Steve: I want to thank you for your time. Before I let you go, because you’re going to be talking on these new cholesterol medications, what information would you like to get out to the family practitioners? A lot of doctors are afraid to write for these new medications, until they’ve been out 5, 10, 20 years sometimes. What would you like to tell them as far as using these new drugs for cholesterol, for LDL? By the way, have you seen any rise in HDL?
Dr. Taub: I have seen about a 5-12% rise in HDL. I would say that the data for these new drugs is very compelling. There’s two PCSK9 inhibitors on the market, alirocumab and evolocumab. Both of these drugs in clinical studies have shown up to a 50 to 60% lowering of LDL cholesterol. We don’t have the outcome studies yet. We’ll have them hopefully next year. What I would say is for people that really have high LDL cholesterol that we are not able to get to a level less than 100, these are people we should really consider, especially people that have had a prior heart attack or stroke. We should consider these drugs. The other group of people that are very under-appreciated are the familial heterozygous hypercholesterolemia patients. Anybody that’s walking around with an LDL over 190 untreated, which I would say 5-10% of many people’s practice, need to be on these drugs.

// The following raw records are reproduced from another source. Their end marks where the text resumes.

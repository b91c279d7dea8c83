//! Storefront crate for the Fairway filter engine.
//!
//! Wires the catalog source, the view-state reducer, the filter pipeline and
//! the URL synchronizer into a browsing session, and composes what a listing
//! screen shows.

pub mod config;
pub mod error;
pub mod liveness;
pub mod pagination;
pub mod session;
pub mod source;
pub mod view;

pub use config::StorefrontConfig;
pub use error::{FetchError, PaginationError, SessionError};
pub use liveness::Liveness;
pub use pagination::{CursorManager, DEFAULT_PAGE_SIZE};
pub use session::StorefrontSession;
pub use source::{CatalogSource, IndexSource};
pub use view::{
    CollectionContext, GridLayout, PanelVisibility, ViewSummary, ALL_COLLECTION,
    EMPTY_RESULTS_MESSAGE,
};
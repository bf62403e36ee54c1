//! Single-file PGP decryption
//!
//! Orchestrates the optional key import and the decrypt-then-write flow.
//! Both fatal conditions (zero keys imported, decryption failure) abort
//! before the output file is touched.

use crate::models::DecryptRequest;
use crate::pgp::Keyring;
use crate::utils::{KeyringError, Result};
use tracing::{debug, info};

/// Decrypt one file according to `request`.
///
/// Steps, in order:
/// 1. If a private key path was given and exists on disk, import it into
///    the keyring. Zero keys imported is fatal; decryption is never
///    attempted in that case.
/// 2. Read the encrypted file and decrypt it against the keyring with the
///    supplied passphrase. Non-success is fatal, carrying the underlying
///    status text.
/// 3. Only after a successful decryption, write the plaintext to the
///    output path (created or overwritten).
///
/// Filesystem errors (missing input, unwritable output) propagate as IO
/// errors. Nothing is retried.
pub fn decrypt_file(request: &DecryptRequest) -> Result<()> {
    let mut keyring = Keyring::open(&request.keyring_dir)?;
    debug!(
        keyring = %keyring.dir().display(),
        keys = keyring.len(),
        "opened keyring"
    );

    if let Some(key_path) = &request.private_key_path {
        if key_path.exists() {
            let key_data = std::fs::read(key_path)?;
            let imported = keyring.import(&key_data)?;
            if imported == 0 {
                return Err(KeyringError::NoKeysImported {
                    path: key_path.display().to_string(),
                }
                .into());
            }
            info!(key = %key_path.display(), imported, "imported private key");
        }
    }

    let ciphertext = std::fs::read(&request.encrypted_path)?;
    let plaintext = keyring.decrypt(&ciphertext, &request.passphrase)?;

    std::fs::write(&request.output_path, &plaintext)?;
    info!(
        output = %request.output_path.display(),
        bytes = plaintext.len(),
        "decryption succeeded"
    );

    Ok(())
}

Steve: You mentioned that one of the side effects of the PCSK9 inhibitors is the site irritation. How does that compare to site irritation with insulin?
Dr. Taub: That’s an interesting question. I think the site irritation here is a little bit more pronounced because sometimes patients at the site of the injection are actually complaining of a cramping, significant pain. One of the things about the site reactions is sometimes patients are not administering the drug properly. You’re supposed to wait for 30 minutes, leave the drug out at room temperature before injecting, because when you don’t it’s viscous. Some of the sight reactions might be due to patients not doing it properly. That’s why we spend a lot of time educating them and having the nurse show them how to inject, so that could be it. But I don’t think it’s the same magnitude of what we see with insulin.
Steve: Can a patient do their self-injection?
Dr. Taub: Yes they can.
Steve: So they can be sent home with the medication for a month or whatever and this is done every two weeks.